Reflexión lunfarda: Y termina perdiendo el laburante, en la Argentina del siempre lo mismo…

 

Quiera Dios, que en un futuro no muy lejano, desaparezca el nefasto círculo vicioso de la Argentina del siempre lo mismo, donde termina perdiendo el noble, decente y honrado laburante…

La Argentina del siempre lo mismo y el clásico y legendario “canvalache discepoliano”, en la que da igual la persona honesta o el delincuente…

Esta Argentina que no cambia y viene repitiendo a lo largo del tiempo y el curso de los años, su obscura y penosa historia de pérdida y destrucción de valores y ejemplos morales y espirituales, injusticia, corrupción, impunidad, crisis económicas y financieras, promesas incumplidas, relatos ficticios y fantasiosos, falsedades y cortinas de humo, descreimiento, ignorancia cívica, nivelación hacia abajo, miseria y decadencia…

A pesar de lo malo, sólo salvará al país, la recuperación de la sagrada cultura del Trabajo, la producción, la generación de bienes de capital y riqueza, el desarrollo, el avance y el progreso… Lejos del trabajo, seguiremos transitando el mismo rumbo equivocado del “siempre lo mismo”, sin ningún porvenir, salida ni destino alguno…

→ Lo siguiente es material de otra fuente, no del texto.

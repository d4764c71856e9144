// License: MIT
// Copyright © 2024 Frequenz Energy-as-a-Service GmbH

//! Methods for validating the invariants of a [`Topology`].

use petgraph::graph::NodeIndex;

use crate::node_kind::KindPredicates;
use crate::{Error, GridNode, Topology};

const LOAD_TOLERANCE_KW: f64 = 1e-6;

/// Validation.
impl Topology {
    /// Checks that the topology is consistent:
    ///
    /// - Substations have no parent, every other node has exactly one.
    /// - Parents are on a lower tier, except for chained distribution nodes.
    /// - Every node's load matches the sum of its children's loads, and every
    ///   consumer's load matches its draw while energized.
    /// - Every node shares the outages of its parent, unless it has battery
    ///   backup, and has no other outages than those and its own.
    ///
    /// This is cheap enough to run after every mutation in tests.
    pub fn validate(&self) -> Result<(), Error> {
        for idx in self.graph.node_indices() {
            let node = &self.graph[idx];
            self.validate_parent(idx, node)?;
            self.validate_load(idx, node)?;
        }
        Ok(())
    }

    fn validate_parent(&self, idx: NodeIndex, node: &GridNode) -> Result<(), Error> {
        let mut parents = self
            .graph
            .neighbors_directed(idx, petgraph::Direction::Incoming);
        let parent = parents.next();
        if parents.next().is_some() {
            return Err(Error::internal(format!(
                "{}:{} has more than one parent.",
                node.kind(),
                node.id()
            )));
        }

        let Some(parent) = parent.map(|p| &self.graph[p]) else {
            if node.is_substation() {
                return Ok(());
            }
            return Err(Error::internal(format!(
                "{}:{} has no parent.",
                node.kind(),
                node.id()
            )));
        };

        let chained = parent.is_distribution() && node.is_distribution();
        if node.is_substation() || (!chained && parent.kind().tier() >= node.kind().tier()) {
            return Err(Error::internal(format!(
                "{}:{} can't be supplied by {}:{}.",
                node.kind(),
                node.id(),
                parent.kind(),
                parent.id()
            )));
        }

        let inherited =
            node.has_backup_power() || parent.outage_causes().is_subset(node.outage_causes());
        let foreign = node
            .outage_causes()
            .iter()
            .any(|c| *c != node.id() && !parent.outage_causes().contains(c));
        if !inherited || foreign {
            return Err(Error::internal(format!(
                "{}:{} has outages {:?}, but its parent {}:{} has {:?}.",
                node.kind(),
                node.id(),
                node.outage_causes(),
                parent.kind(),
                parent.id(),
                parent.outage_causes()
            )));
        }
        Ok(())
    }

    fn validate_load(&self, idx: NodeIndex, node: &GridNode) -> Result<(), Error> {
        let expected = if node.is_consumer() {
            if node.is_energized() {
                node.nominal_draw_kw()
            } else {
                0.0
            }
        } else {
            self.graph
                .neighbors_directed(idx, petgraph::Direction::Outgoing)
                .map(|c| self.graph[c].load_kw())
                .sum()
        };
        if (node.load_kw() - expected).abs() > LOAD_TOLERANCE_KW {
            return Err(Error::internal(format!(
                "{}:{} has a load of {} kW, expected {} kW.",
                node.kind(),
                node.id(),
                node.load_kw(),
                expected
            )));
        }
        Ok(())
    }
}

#[cfg(test)]
mod tests {
    use crate::graph::test_utils::TopologyBuilder;
    use crate::{Error, GeoPoint};

    #[test]
    fn test_built_topologies_are_valid() -> Result<(), Error> {
        let mut builder = TopologyBuilder::new();
        let north = builder.substation("North", GeoPoint::new(0.0, 0.0));
        let t1 = builder.transformer(north, GeoPoint::new(0.0, 0.5));
        let f1 = builder.feeder(t1, GeoPoint::new(0.0, 1.0));
        builder.feeder(north, GeoPoint::new(1.0, 0.0));
        builder.light(GeoPoint::new(0.0, 1.1));
        builder.backup_light(GeoPoint::new(1.0, 0.1));
        builder.ev_station(GeoPoint::new(0.1, 1.0), 3, 2);
        let mut topology = builder.build()?;
        topology.validate()?;

        topology.fail(t1)?;
        topology.validate()?;
        topology.fail(f1)?;
        topology.fail(north)?;
        topology.validate()?;
        topology.restore(t1)?;
        topology.validate()?;
        topology.restore(north)?;
        topology.restore(f1)?;
        topology.validate()?;

        Ok(())
    }
}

Quiera Dios, que después de superarse esta muy prolongada y difícil etapa de la Cuarentena Social, Preventiva y Obligatoria, por el amenazante flagelo del Coronavirus, tengamos la gran oportunidad – acaso, la única y la última -, de dejar de ser la Argentina del siempre lo mismo, donde las cosas siguen como están, no cambia nada (acaso, no exista intención o propósito de cambiar nada), nunca pasa nada, todo queda en la nada (la impunidad judicial, total y absoluta), siempre se habla mucho de lo mismo, todo es igual, todo da lo mismo (un hombre honrado o un delincuente), y todo termina inexorablemente siendo, “siempre lo mismo”, “siempre lo mismo…”. La Argentina, en la que hay gente que se ha hecho rica, de modo ilícito, sin laburar; otros viven de garrón y de arriba, e infortunadamente, siempre pierde, se perjudica, se empobrece y, hasta se funde, la persona buena, honrada y laboriosa que trabaja y abona sus impuestos y obligaciones tributarias.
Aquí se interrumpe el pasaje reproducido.